_What is needed_:
What is needed is an exact copy of all the records.

[[ Data supplied, beginning ]]

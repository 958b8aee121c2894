//! Escaping of domain names for identifiers and label markup.

/// Characters URI-component encoding leaves alone but `urlencoding` escapes.
const URI_COMPONENT_MARKS: [(&str, &str); 5] = [
    ("%21", "!"),
    ("%27", "'"),
    ("%28", "("),
    ("%29", ")"),
    ("%2A", "*"),
];

/// Percent-encode `name` the way URI components are encoded: everything but
/// `A-Z a-z 0-9 - _ . ! ~ * ' ( )` becomes `%XX` per UTF-8 byte.
fn encode_uri_component(name: &str) -> String {
    let mut encoded = urlencoding::encode(name).into_owned();
    // A literal `%` is encoded as `%25`, so any remaining `%XX` is an escape.
    for (escape, mark) in URI_COMPONENT_MARKS {
        encoded = encoded.replace(escape, mark);
    }
    encoded
}

/// Turn a name into an SVG element `id` that is also usable inside a
/// `url(#...)` fragment.
///
/// Colons are kept, underscores tripled, apostrophes become `__`, and every
/// remaining `%` of the percent-encoding becomes `_`. Names that differ only
/// in underscores and apostrophes may still collide.
pub fn encode_name(name: &str) -> String {
    encode_uri_component(name)
        .replace("%3A", ":")
        .replace('_', "___")
        .replace('\'', "__")
        .replace('%', "_")
}

/// Escape text for an HTML-like label or a quoted attribute.
pub fn escape_html(text: &str) -> String {
    let mut escaped = String::with_capacity(text.len());
    for c in text.chars() {
        match c {
            '&' => escaped.push_str("&amp;"),
            '<' => escaped.push_str("&lt;"),
            '>' => escaped.push_str("&gt;"),
            '"' => escaped.push_str("&quot;"),
            '\'' => escaped.push_str("&#39;"),
            c => escaped.push(c),
        }
    }
    escaped
}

[[ Data supplied, end ]]

_Response to this exercise_:
repository 958b8aee121c2894
//! Escaping of domain names for identifiers and label markup.

/// Characters URI-component encoding leaves alone but `urlencoding` escapes.
const URI_COMPONENT_MARKS: [(&str, &str); 5] = [
    ("%21", "!"),
    ("%27", "'"),
    ("%28", "("),
    ("%29", ")"),
    ("%2A", "*"),
];

/// Percent-encode `name` the way URI components are encoded: everything but
/// `A-Z a-z 0-9 - _ . ! ~ * ' ( )` becomes `%XX` per UTF-8 byte.
fn encode_uri_component(name: &str) -> String {
    let mut encoded = urlencoding::encode(name).into_owned();
    // A literal `%` is encoded as `%25`, so any remaining `%XX` is an escape.
    for (escape, mark) in URI_COMPONENT_MARKS {
        encoded = encoded.replace(escape, mark);
    }
    encoded
}

/// Turn a name into an SVG element `id` that is also usable inside a
/// `url(#...)` fragment.
///
/// Colons are kept, underscores tripled, apostrophes become `__`, and every
/// remaining `%` of the percent-encoding becomes `_`. Names that differ only
/// in underscores and apostrophes may still collide.
pub fn encode_name(name: &str) -> String {
    encode_uri_component(name)
        .replace("%3A", ":")
        .replace('_', "___")
        .replace('\'', "__")
        .replace('%', "_")
}

/// Escape text for an HTML-like label or a quoted attribute.
pub fn escape_html(text: &str) -> String {
    let mut escaped = String::with_capacity(text.len());
    for c in text.chars() {
        match c {
            '&' => escaped.push_str("&amp;"),
            '<' => escaped.push_str("&lt;"),
            '>' => escaped.push_str("&gt;"),
            '"' => escaped.push_str("&quot;"),
            '\'' => escaped.push_str("&#39;"),
            c => escaped.push(c),
        }
    }
    escaped
}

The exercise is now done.